▶ **AVAILABLE RECORDS**

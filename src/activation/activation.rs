use serde::{Serialize, Deserialize};
use std::f64::consts::E;

/// Non-linearity applied at the hidden layer.
///
/// The output layer is always `Sigmoid`, so only the hidden layer is
/// configurable. Each variant pairs its function with the derivative
/// expressed in terms of the *activated* value, which is what backprop has
/// on hand after a forward pass.
#[derive(Debug, Clone, Copy, PartialEq, Eq, Default, Serialize, Deserialize)]
pub enum ActivationFunction {
    #[default]
    Sigmoid,
    ReLU,
}

impl ActivationFunction {
    /// Element-wise activation of a pre-activation sum.
    pub fn function(&self, x: f64) -> f64 {
        match self {
            ActivationFunction::Sigmoid => sigmoid(x),
            ActivationFunction::ReLU => if x > 0.0 { x } else { 0.0 },
        }
    }

    /// Derivative evaluated on an already activated value `a = function(x)`.
    ///
    /// - Sigmoid: `a * (1 - a)`
    /// - ReLU: `1` when `a > 0`, otherwise `0`
    pub fn derivative(&self, a: f64) -> f64 {
        match self {
            ActivationFunction::Sigmoid => a * (1.0 - a),
            ActivationFunction::ReLU => if a > 0.0 { 1.0 } else { 0.0 },
        }
    }
}

/// Logistic function `1 / (1 + e^-x)`.
pub fn sigmoid(x: f64) -> f64 {
    1.0 / (1.0 + E.powf(-x))
}

#[cfg(test)]
mod tests {
    use super::*;
    use approx::assert_relative_eq;

    #[test]
    fn sigmoid_is_centered_at_half() {
        assert_relative_eq!(sigmoid(0.0), 0.5);
        assert!(sigmoid(4.0) > 0.98 && sigmoid(4.0) < 1.0);
        assert!(sigmoid(-4.0) < 0.02 && sigmoid(-4.0) > 0.0);
    }

    #[test]
    fn sigmoid_derivative_uses_activated_value() {
        let act = ActivationFunction::Sigmoid;
        let a = act.function(0.3);
        assert_relative_eq!(act.derivative(a), a * (1.0 - a));
        assert_relative_eq!(act.derivative(0.5), 0.25);
    }

    #[test]
    fn relu_branch_point() {
        let act = ActivationFunction::ReLU;
        assert_eq!(act.function(-2.5), 0.0);
        assert_eq!(act.function(0.0), 0.0);
        assert_eq!(act.function(1.75), 1.75);

        assert_eq!(act.derivative(0.0), 0.0);
        assert_eq!(act.derivative(-0.1), 0.0);
        assert_eq!(act.derivative(1e-9), 1.0);
        assert_eq!(act.derivative(3.0), 1.0);
    }

    #[test]
    fn serializes_by_variant_name() {
        let json = serde_json::to_string(&ActivationFunction::ReLU).unwrap();
        assert_eq!(json, "\"ReLU\"");
        let back: ActivationFunction = serde_json::from_str("\"Sigmoid\"").unwrap();
        assert_eq!(back, ActivationFunction::Sigmoid);
    }
}
use std::time::Instant;

use rand::seq::SliceRandom;
use rand::SeedableRng;
use rand_chacha::ChaCha8Rng;
use tracing::{debug, info, warn};

use crate::error::{NetworkError, Result};
use crate::network::network::Network;
use crate::optim::sgd::Sgd;
use crate::train::epoch_stats::EpochStats;
use crate::train::train_config::TrainConfig;
use crate::train::trainer::{check_dataset, train_epoch};

/// Trains `network` for `config.epochs` epochs and returns the statistics of
/// the **last completed epoch**.
///
/// # Arguments
/// - `network`      — mutable reference to the network; modified in place
/// - `train_inputs` — training samples, each a `Vec<f64>` of length `input_size`
/// - `train_labels` — corresponding targets, same length as `train_inputs`
/// - `config`       — epochs, learning rate, reported loss, ordering, logging
///
/// # Errors
/// - `Configuration` for zero epochs, a bad learning rate or no samples
/// - `DimensionMismatch` for a sample or label of the wrong length; every
///   sample is checked before the first epoch, so the weights are untouched
/// - `Diverged` as soon as an epoch leaves a non-finite weight behind
pub fn train_loop(
    network: &mut Network,
    train_inputs: &[Vec<f64>],
    train_labels: &[Vec<f64>],
    config: &TrainConfig,
) -> Result<EpochStats> {
    config.validate()?;
    check_dataset(network, train_inputs, train_labels)?;

    let optimizer = Sgd::new(config.learning_rate);
    let mut order: Vec<usize> = (0..train_inputs.len()).collect();
    let mut rng = config.shuffle_seed.map(ChaCha8Rng::seed_from_u64);

    info!(
        samples = train_inputs.len(),
        epochs = config.epochs,
        learning_rate = config.learning_rate,
        shuffle = rng.is_some(),
        "training started"
    );

    let mut last = None;
    for epoch in 1..=config.epochs {
        let t_start = Instant::now();

        if let Some(rng) = rng.as_mut() {
            order.shuffle(rng);
        }

        let train_loss = train_epoch(
            network,
            train_inputs,
            train_labels,
            &order,
            &optimizer,
            config.loss_type,
        )?;

        if !network.is_finite() {
            warn!(epoch, "non-finite weights, stopping");
            return Err(NetworkError::Diverged { epoch });
        }

        let stats = EpochStats {
            epoch,
            total_epochs: config.epochs,
            train_loss,
            elapsed_ms: t_start.elapsed().as_millis() as u64,
        };

        let milestone = config.log_every > 0 && epoch % config.log_every == 0;
        if milestone || epoch == config.epochs {
            info!(epoch, loss = stats.train_loss, "epoch finished");
        } else {
            debug!(epoch, loss = stats.train_loss, "epoch finished");
        }

        last = Some(stats);
    }

    // epochs >= 1 is enforced by validate()
    last.ok_or_else(|| NetworkError::Configuration("epochs must be positive".into()))
}
pub mod trainer;
pub mod epoch_stats;
pub mod train_config;
pub mod loop_fn;

pub use trainer::train_network;
pub use epoch_stats::EpochStats;
pub use train_config::TrainConfig;
pub use loop_fn::train_loop;
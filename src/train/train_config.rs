use crate::error::{NetworkError, Result};
use crate::loss::loss_type::LossType;

/// Configuration for a `train_loop` run.
///
/// # Fields
/// - `epochs`        — total number of full passes over the training data
/// - `learning_rate` — step size of every single-example update
/// - `loss_type`     — metric reported in `EpochStats` (does not affect updates)
/// - `shuffle_seed`  — when set, sample order is shuffled every epoch with a
///                     RNG seeded from this value; otherwise samples are
///                     visited in the order given
/// - `log_every`     — emit an `info` event every this many epochs (0 = only
///                     the final epoch)
#[derive(Debug, Clone, PartialEq)]
pub struct TrainConfig {
    pub epochs: usize,
    pub learning_rate: f64,
    pub loss_type: LossType,
    pub shuffle_seed: Option<u64>,
    pub log_every: usize,
}

impl TrainConfig {
    /// Creates a config that visits samples in order and logs ten times per run.
    pub fn new(epochs: usize, learning_rate: f64) -> Self {
        TrainConfig {
            epochs,
            learning_rate,
            loss_type: LossType::default(),
            shuffle_seed: None,
            log_every: (epochs / 10).max(1),
        }
    }

    pub fn validate(&self) -> Result<()> {
        if self.epochs == 0 {
            return Err(NetworkError::Configuration("epochs must be positive".into()));
        }
        if !(self.learning_rate.is_finite() && self.learning_rate > 0.0) {
            return Err(NetworkError::Configuration(format!(
                "learning rate must be a positive finite number, got {}",
                self.learning_rate
            )));
        }
        Ok(())
    }
}

#[cfg(test)]
mod tests {
    use super::*;

    #[test]
    fn rejects_degenerate_settings() {
        assert!(TrainConfig::new(10, 0.1).validate().is_ok());
        assert!(TrainConfig::new(0, 0.1).validate().is_err());
        assert!(TrainConfig::new(10, 0.0).validate().is_err());
        assert!(TrainConfig::new(10, -0.5).validate().is_err());
        assert!(TrainConfig::new(10, f64::NAN).validate().is_err());
    }

    #[test]
    fn log_interval_is_never_zero_by_default() {
        assert_eq!(TrainConfig::new(5, 0.1).log_every, 1);
        assert_eq!(TrainConfig::new(20000, 0.1).log_every, 2000);
    }
}
use rand::distributions::{Distribution, Uniform};
use rand::Rng;
use serde::{Serialize, Deserialize};

/// Range of the uniform distribution used to seed fresh weights.
///
/// `Symmetric` draws from [-1, 1] and is the default; `Positive` draws from
/// [0, 1]. The choice affects how quickly training converges, not whether the
/// network is correct.
#[derive(Debug, Clone, Copy, PartialEq, Eq, Default, Serialize, Deserialize)]
pub enum WeightInit {
    #[default]
    Symmetric,
    Positive,
}

impl WeightInit {
    pub fn bounds(&self) -> (f64, f64) {
        match self {
            WeightInit::Symmetric => (-1.0, 1.0),
            WeightInit::Positive => (0.0, 1.0),
        }
    }
}

/// Dense matrix stored as one flat row-major buffer.
///
/// Element `(row, col)` lives at `row * cols + col`. Weight matrices use one
/// row per *destination* unit, so row `h` of the input→hidden matrix holds all
/// the weights feeding hidden unit `h`.
#[derive(Debug, Clone, PartialEq)]
pub struct Matrix {
    pub rows: usize,
    pub cols: usize,
    pub data: Vec<f64>,
}

impl Matrix {
    /// Fills a `rows × cols` matrix with independent uniform draws.
    pub fn random<R: Rng + ?Sized>(rows: usize, cols: usize, init: WeightInit, rng: &mut R) -> Matrix {
        let (low, high) = init.bounds();
        let dist = Uniform::new_inclusive(low, high);
        Matrix {
            rows,
            cols,
            data: (0..rows * cols).map(|_| dist.sample(rng)).collect(),
        }
    }

    /// Wraps an existing row-major buffer. Returns `None` if the length does
    /// not equal `rows * cols`.
    pub fn from_data(rows: usize, cols: usize, data: Vec<f64>) -> Option<Matrix> {
        if data.len() != rows * cols {
            return None;
        }
        Some(Matrix { rows, cols, data })
    }

    pub fn row(&self, row: usize) -> &[f64] {
        let start = row * self.cols;
        &self.data[start..start + self.cols]
    }

    pub fn row_mut(&mut self, row: usize) -> &mut [f64] {
        let start = row * self.cols;
        &mut self.data[start..start + self.cols]
    }

    /// Matrix-vector product `M · v`, one entry per row.
    pub fn mul_vec(&self, v: &[f64]) -> Vec<f64> {
        debug_assert_eq!(v.len(), self.cols);
        (0..self.rows).map(|r| dot(self.row(r), v)).collect()
    }

    /// Transposed product `Mᵀ · v`, one entry per column.
    pub fn transpose_mul_vec(&self, v: &[f64]) -> Vec<f64> {
        debug_assert_eq!(v.len(), self.rows);
        let mut res = vec![0.0; self.cols];
        for (r, &scale) in v.iter().enumerate() {
            for (acc, w) in res.iter_mut().zip(self.row(r)) {
                *acc += scale * w;
            }
        }
        res
    }

    /// Rank-one update `M += lr * (row_signal ⊗ col_signal)`.
    ///
    /// This is the delta rule: every weight `(r, c)` moves by
    /// `lr * row_signal[r] * col_signal[c]`.
    pub fn add_outer(&mut self, lr: f64, row_signal: &[f64], col_signal: &[f64]) {
        debug_assert_eq!(row_signal.len(), self.rows);
        debug_assert_eq!(col_signal.len(), self.cols);
        for (r, &delta) in row_signal.iter().enumerate() {
            let step = lr * delta;
            for (w, x) in self.row_mut(r).iter_mut().zip(col_signal) {
                *w += step * x;
            }
        }
    }

    pub fn is_finite(&self) -> bool {
        self.data.iter().all(|w| w.is_finite())
    }
}

pub fn dot(a: &[f64], b: &[f64]) -> f64 {
    a.iter().zip(b).map(|(x, y)| x * y).sum()
}
//! ABNF grammars, their normalization and an Earley recognizer producing a
//! shared parse forest over byte input.

mod error;
pub use crate::error::{Error, Result};

mod element;
pub use crate::element::{Element, LiteralRange, LiteralString, Repetition};

mod grammar;
pub use crate::grammar::{Grammar, GrammarBuilder, Rule};

mod normalize;
pub use crate::normalize::{is_grammar_normalized, is_normalized, normalize, normalize_grammar};

mod items;
mod recognizer;
pub use crate::recognizer::{
    recognize, Limit, Limits, ParseResult, RejectReason, Rejection, Recognizer};

mod forest;
pub use crate::forest::{Derivation, ForestNode, Label, NodeIndex, ParseForest, Tree};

▶ **REQUIRED ACTION**
Each line in the entries above, starting at the line with "use crate::network::network::Network;" and ending at the line with "elapsed_ms: t_start.elapsed().as_millis() as", is to be printed exactly, and only those lines.

▶ **SOLUTION**
use crate::network::network::Network;
use crate::optim::sgd::Sgd;
use crate::train::epoch_stats::EpochStats;
use crate::train::train_config::TrainConfig;
use crate::train::trainer::{check_dataset, train_epoch};

/// Trains `network` for `config.epochs` epochs and returns the statistics of
/// the **last completed epoch**.
///
/// # Arguments
/// - `network`      — mutable reference to the network; modified in place
/// - `train_inputs` — training samples, each a `Vec<f64>` of length `input_size`
/// - `train_labels` — corresponding targets, same length as `train_inputs`
/// - `config`       — epochs, learning rate, reported loss, ordering, logging
///
/// # Errors
/// - `Configuration` for zero epochs, a bad learning rate or no samples
/// - `DimensionMismatch` for a sample or label of the wrong length; every
///   sample is checked before the first epoch, so the weights are untouched
/// - `Diverged` as soon as an epoch leaves a non-finite weight behind
pub fn train_loop(
    network: &mut Network,
    train_inputs: &[Vec<f64>],
    train_labels: &[Vec<f64>],
    config: &TrainConfig,
) -> Result<EpochStats> {
    config.validate()?;
    check_dataset(network, train_inputs, train_labels)?;

    let optimizer = Sgd::new(config.learning_rate);
    let mut order: Vec<usize> = (0..train_inputs.len()).collect();
    let mut rng = config.shuffle_seed.map(ChaCha8Rng::seed_from_u64);

    info!(
        samples = train_inputs.len(),
        epochs = config.epochs,
        learning_rate = config.learning_rate,
        shuffle = rng.is_some(),
        "training started"
    );

    let mut last = None;
    for epoch in 1..=config.epochs {
        let t_start = Instant::now();

        if let Some(rng) = rng.as_mut() {
            order.shuffle(rng);
        }

        let train_loss = train_epoch(
            network,
            train_inputs,
            train_labels,
            &order,
            &optimizer,
            config.loss_type,
        )?;

        if !network.is_finite() {
            warn!(epoch, "non-finite weights, stopping");
            return Err(NetworkError::Diverged { epoch });
        }

        let stats = EpochStats {
            epoch,
            total_epochs: config.epochs,
            train_loss,
            elapsed_ms: t_start.elapsed().as_millis() as u64,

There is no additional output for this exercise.